When he gets 5 points, he wins the game.
But, if he gives 2 consecutive wrong answers, then his points resets to zero (i.e. if his score is now 4 and he gives 2 wrong answers, then his score resets to 0).

My question is, on an average how much questions he needs to answer to win the game?
Plz, someone give answer.

 

[mfb]

It depends on his knowledge ;).
Are you assuming he guesses randomly?

If this is homework, what did you try so far? Did you consider easier examples (1, 2, 3 points to win, ...)?

 

[reg_concept]

Are you assuming he guesses randomly?

Yes that's why it is a problem of probability :) His chance of picking the right answer is 1/3, since there are 3 questions per questions.

If this is homework, what did you try so far? Did you consider easier examples (1, 2, 3 points to win, ...)?

No, it is not a homework problem.

I tried but could not solve. If the point to win is 1, then he can make it at the first chance, or after 2 chances, or after 3 chances, so on... .But what should be the expected value?
I can't solve.

 

[mfb]

If the point to win is 1, then he can make it at the first chance, or after 2 chances, or after 3 chances, so on... .But what should be the expected value?

Calculate the probabilities for that, and calculate the expectation value based on those probabilities?

 

[blue_raver22]

I would approach this question by first defining the variables involved. In this case, we have the number of points needed to win the game (5), the number of answers per question (3), and the possibility of a score reset after 2 consecutive wrong answers.
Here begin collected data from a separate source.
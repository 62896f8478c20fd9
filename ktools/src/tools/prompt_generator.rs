use kcommon::{BoxFuture, RequestOptions};
use kcontract::{ContractError, FieldKind, ShapeDescriptor};
use kengine::{Contract, Invocation, OrchestrationFailure, Tool};
use kprovider::Prompt;
use serde::{Deserialize, Serialize};

use crate::common::{AnalysisInput, TextReport, completion};

const PROMPT_DISCLAIMER: &str = "AI-generated prompt. Review and adjust it before use.";

#[derive(Debug, Clone, PartialEq)]
pub struct PromptGeneratorRequest {
    /// An image to recreate, or text whose style the prompt should capture.
    pub input: AnalysisInput,
}

impl PromptGeneratorRequest {
    pub fn new(input: impl Into<AnalysisInput>) -> Self {
        Self {
            input: input.into(),
        }
    }
}

/// The key keeps its image-model name for text input too.
#[derive(Debug, Clone, PartialEq, Serialize, Deserialize)]
pub struct GeneratedPrompt {
    pub dalle_prompt: String,
}

impl Contract for GeneratedPrompt {
    fn shape() -> ShapeDescriptor {
        ShapeDescriptor::new().required("dalle_prompt", FieldKind::String)
    }

    fn check(&self) -> Result<(), ContractError> {
        if self.dalle_prompt.trim().is_empty() {
            return Err(ContractError::constraint("dalle_prompt", "prompt is empty"));
        }
        Ok(())
    }
}

impl GeneratedPrompt {
    pub fn to_text_report(&self) -> String {
        TextReport::new("Generated Prompt")
            .section("Prompt", self.dalle_prompt.trim())
            .finish(PROMPT_DISCLAIMER)
    }
}

#[derive(Debug, Clone)]
pub struct PromptGeneratorTool {
    request: PromptGeneratorRequest,
    options: RequestOptions,
}

impl PromptGeneratorTool {
    pub fn new(request: PromptGeneratorRequest) -> Self {
        Self {
            request,
            options: RequestOptions::default(),
        }
    }

    pub fn with_options(mut self, options: RequestOptions) -> Self {
        self.options = options;
        self
    }

    fn prompt(&self) -> Prompt {
        match &self.request.input {
            AnalysisInput::Image(image) => Prompt::new(
                "Analyze the following image and generate a detailed, high-quality DALL-E 3 \
text-to-image prompt to recreate a similar image. Focus on key visual elements, style, mood, \
lighting, and composition. Provide the prompt directly as a string in a JSON object like this: \
{\"dalle_prompt\": \"Your generated prompt here\"}.",
            )
            .with_image(image.clone()),
            AnalysisInput::Text(text) => Prompt::new(format!(
                "Analyze the following text and generate a creative and detailed prompt for a text \
generation model that captures the core themes, style, and mood of the input text. The generated \
prompt should be suitable for creating similar textual content. Structure the output as a JSON \
object like this: {{\"dalle_prompt\": \"Your generated prompt here\"}}. The key name does not mean \
the prompt is for an image model. Text: \"{text}\""
            )),
        }
    }
}

impl Tool for PromptGeneratorTool {
    type Output = GeneratedPrompt;

    fn kind(&self) -> &'static str {
        "prompt_generator"
    }

    fn validate_input(&self) -> Result<(), String> {
        self.request.input.ensure_present("prompt generation")
    }

    fn run<'a>(
        &'a self,
        invocation: &'a mut Invocation,
    ) -> BoxFuture<'a, Result<Self::Output, OrchestrationFailure>> {
        Box::pin(async move {
            let request = completion(invocation, &self.options, self.prompt());
            invocation.complete_json("generate_prompt", request).await
        })
    }
}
Next, we can use probability to determine the expected number of questions needed to win the game. For each question, there is a 1/3 chance of getting the correct answer and a 2/3 chance of getting it wrong. Therefore, the probability of getting 5 consecutive correct answers and winning the game is (1/3)^5 = 1/243.

However, since there is also the possibility of a score reset after 2 consecutive wrong answers, we need to consider the probability of getting 2 wrong answers in a row. This probability is (2/3)^2 = 4/9.

Therefore, the overall probability of winning the game is (1/243) * (5/9) = 5/2187.

To find the expected number of questions needed to win the game, we can use the formula:
Expected number of questions = 1/probability

Therefore, the expected number of questions needed to win the game is 2187/5, which is approximately 437.4.

However, it is important to note that this is an average and the actual number of questions needed to win the game may vary. It is also possible for the game to go on for much longer than the expected number of questions.

In conclusion, the expected number of questions needed to win the game is approximately 437.4, but this can vary depending on the individual's performance and luck.